What I didn’t realise was that sharing this journey with ‘nobody like me’ would come to be one of its greatest gifts.
I made a friend for life on a lengthy bus journey across obscure parts of Germany. I hosted bootcamps at my old home in Essex where we ate paella, opened over a hundred bottles to taste (much to my husband’s delight) and talked late into the night about everything other than wine. I wrote raps about closures with them and recorded it for them; we invented ‘what wine am I?’ games over WhatsApp with the sole goal of honing our descriptions into as a few a words as possible; and made dance routines demonstrating vintage variation. I travelled to Burgundy to wander vineyards with a dear friend who has since brought his lovely wife to the Rhône to stay. I took Zoom calls in car parks with producers from California; met up before weddings to go over essay structure; and relaxed over Australian raclette (as curious as it sounds – there was kimchi.)

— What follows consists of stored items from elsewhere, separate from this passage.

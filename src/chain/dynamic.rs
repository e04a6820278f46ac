//! A growable chain of boxed partial functions.

use std::fmt;

use crate::partial::PartialFunction;
use crate::runner;

/// A boxed partial function, as stored by [`Chain`].
pub type BoxedPartialFunction<'a, A, R> = Box<dyn Fn(&A) -> Option<R> + 'a>;

/// An ordered chain of partial functions assembled at run time.
///
/// Use `Chain` when the members are not known at compile time, or when they
/// have different concrete types. Members are boxed and evaluated through
/// dynamic dispatch in insertion order; [`first_match!`](crate::first_match)
/// is the static counterpart.
///
/// Calling the chain never reorders or mutates its members.
///
/// # Examples
///
/// ```
/// use fallthrough::chain::Chain;
/// use fallthrough::partial::{constant, single_point};
///
/// let mut int_to_name = Chain::new();
/// for (key, name) in [(0, "zero"), (1, "one"), (2, "two")] {
///     int_to_name.push(single_point(key, name));
/// }
///
/// assert_eq!(int_to_name.call(&2), Some("two"));
/// assert_eq!(int_to_name.call(&7), None);
///
/// let int_to_name = int_to_name.with(constant("many"));
/// assert_eq!(int_to_name.call(&7), Some("many"));
/// ```
pub struct Chain<'a, A: ?Sized, R> {
    members: Vec<BoxedPartialFunction<'a, A, R>>,
}

impl<'a, A: ?Sized, R> Chain<'a, A, R> {
    /// Creates an empty chain, which declines every argument.
    #[must_use]
    pub const fn new() -> Self {
        Self {
            members: Vec::new(),
        }
    }

    /// Creates an empty chain with room for `capacity` members.
    #[must_use]
    pub fn with_capacity(capacity: usize) -> Self {
        Self {
            members: Vec::with_capacity(capacity),
        }
    }

    /// Appends `member` after every existing member.
    pub fn push<P>(&mut self, member: P)
    where
        P: PartialFunction<A, R> + 'a,
    {
        self.members
            .push(Box::new(move |arguments: &A| member.try_call(arguments)));

        #[cfg(feature = "tracing")]
        tracing::debug!(length = self.members.len(), "partial function appended to chain");
    }

    /// Appends `member` and returns the chain, for builder-style construction.
    #[must_use]
    pub fn with<P>(mut self, member: P) -> Self
    where
        P: PartialFunction<A, R> + 'a,
    {
        self.push(member);
        self
    }

    /// Returns the number of members.
    #[inline]
    pub fn len(&self) -> usize {
        self.members.len()
    }

    /// Returns `true` if the chain has no members.
    #[inline]
    pub fn is_empty(&self) -> bool {
        self.members.is_empty()
    }

    /// Returns an iterator over the members in evaluation order.
    pub fn iter(&self) -> std::slice::Iter<'_, BoxedPartialFunction<'a, A, R>> {
        self.members.iter()
    }

    /// Returns the members in evaluation order.
    pub fn as_slice(&self) -> &[BoxedPartialFunction<'a, A, R>] {
        &self.members
    }

    /// Evaluates the members in order and returns the first result produced.
    ///
    /// Members after the first success are not invoked. An empty chain
    /// returns `None` without invoking anything.
    pub fn call(&self, arguments: &A) -> Option<R> {
        runner::run(self, arguments)
    }
}

impl<A: ?Sized, R> Default for Chain<'_, A, R> {
    fn default() -> Self {
        Self::new()
    }
}

impl<A: ?Sized, R> fmt::Debug for Chain<'_, A, R> {
    fn fmt(&self, formatter: &mut fmt::Formatter<'_>) -> fmt::Result {
        formatter
            .debug_struct("Chain")
            .field("length", &self.members.len())
            .finish_non_exhaustive()
    }
}

impl<A: ?Sized, R> PartialFunction<A, R> for Chain<'_, A, R> {
    #[inline]
    fn try_call(&self, arguments: &A) -> Option<R> {
        self.call(arguments)
    }
}

impl<A: ?Sized, R> PartialFunction<A, R> for &Chain<'_, A, R> {
    #[inline]
    fn try_call(&self, arguments: &A) -> Option<R> {
        self.call(arguments)
    }
}

impl<'c, 'a, A: ?Sized, R> IntoIterator for &'c Chain<'a, A, R> {
    type Item = &'c BoxedPartialFunction<'a, A, R>;
    type IntoIter = std::slice::Iter<'c, BoxedPartialFunction<'a, A, R>>;

    fn into_iter(self) -> Self::IntoIter {
        self.members.iter()
    }
}

impl<'a, A, R, P> FromIterator<P> for Chain<'a, A, R>
where
    A: ?Sized,
    P: PartialFunction<A, R> + 'a,
{
    fn from_iter<I: IntoIterator<Item = P>>(members: I) -> Self {
        let mut chain = Self::new();
        chain.extend(members);
        chain
    }
}

impl<'a, A, R, P> Extend<P> for Chain<'a, A, R>
where
    A: ?Sized,
    P: PartialFunction<A, R> + 'a,
{
    fn extend<I: IntoIterator<Item = P>>(&mut self, members: I) {
        for member in members {
            self.push(member);
        }
    }
}

static_assertions::assert_not_impl_any!(Chain<'static, i32, i32>: Send, Sync);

And, of course, we’ve also been lucky to get to know many generous existing MWs who have offered their spare time and seemingly limitless patience as they helped us practice our blind tasting. They gave up their weekends and offered their support. I’m lucky to call many of them my friends now too; after all, they went through the trenches before we did – they understand.
During the programme, you develop a sort of osmotic obsession, looking for every person, place or wine to rub up against to learn more and to do better. And whilst there are experts you want to quiz about regenerative viticulture, rootstocks, or bottling lines, it’s without doubt my peers who have influenced me the most.

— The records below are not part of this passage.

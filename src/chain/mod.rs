//! Chain builders.
//!
//! A chain tries its members in order and returns the first result produced.
//! This module builds chains in two ways:
//!
//! - [`first_match!`]: Compose a fixed list of partial functions into one
//!   [`FirstMatch`] value, statically typed and statically dispatched
//! - [`PartialFunctionExt::or_try`]: The same composition by method chaining
//! - [`Chain`]: A growable, boxed chain for members only known at run time
//!
//! # Examples
//!
//! ## Static composition
//!
//! ```
//! use fallthrough::first_match;
//! use fallthrough::partial::{PartialFunction, constant};
//!
//! fn decimal(text: &str) -> Option<i64> {
//!     text.parse().ok()
//! }
//!
//! fn hexadecimal(text: &str) -> Option<i64> {
//!     i64::from_str_radix(text.strip_prefix("0x")?, 16).ok()
//! }
//!
//! let number = first_match![decimal, hexadecimal, constant(-1)];
//! assert_eq!(number.try_call("255"), Some(255));
//! assert_eq!(number.try_call("0xff"), Some(255));
//! assert_eq!(number.try_call("ff"), Some(-1));
//! ```
//!
//! ## Dynamic composition
//!
//! ```
//! use fallthrough::chain::Chain;
//! use fallthrough::partial::single_point;
//!
//! let keywords = ["fn", "let", "match"];
//! let lookup: Chain<'_, &str, usize> = keywords
//!     .iter()
//!     .enumerate()
//!     .map(|(index, keyword)| single_point(*keyword, index))
//!     .collect();
//!
//! assert_eq!(lookup.call(&"let"), Some(1));
//! assert_eq!(lookup.call(&"loop"), None);
//! ```
//!
//! # Laws
//!
//! For partial functions `f`, `g`, `h` and any argument:
//!
//! - **Left Identity**: `first_match![never(), f] == f`
//! - **Right Identity**: `first_match![f, never()] == f`
//! - **Associativity**: `first_match![first_match![f, g], h] == first_match![f, first_match![g, h]]`
//! - **Left Bias**: if `f` succeeds, `first_match![f, g] == f` and `g` is not invoked

mod dynamic;
mod first_match;
mod first_match_macro;

pub use dynamic::{BoxedPartialFunction, Chain};
pub use first_match::{FirstMatch, PartialFunctionExt};

// Re-export macros (they are already at crate root via #[macro_export])
pub use crate::first_match;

They have picked me up, calmed me down, reeled me in and talked things out.
That big haired lady turned out to have an even bigger heart and we continue to speak daily about far more than just wine. And the intimidating Professor turned out to have a wicked sense of humour and a drive that has kept me afloat, even as we shared a hotel room together for our final exams. The three of us have even bought tickets to go to see Taylor Swift together in Vienna next year. The singer who united our three divergent tastes, in the city where we first met in person.
So, if I don’t pass this time, and with a constant reminder of an 8% pass rate I know that might likely be true, I’ve learnt more in the past two years than I could have ever imagined. And I have an unlikely group of misfits to thank for that.
Thank you x
Great piece Anna. The best of luck for Friday too!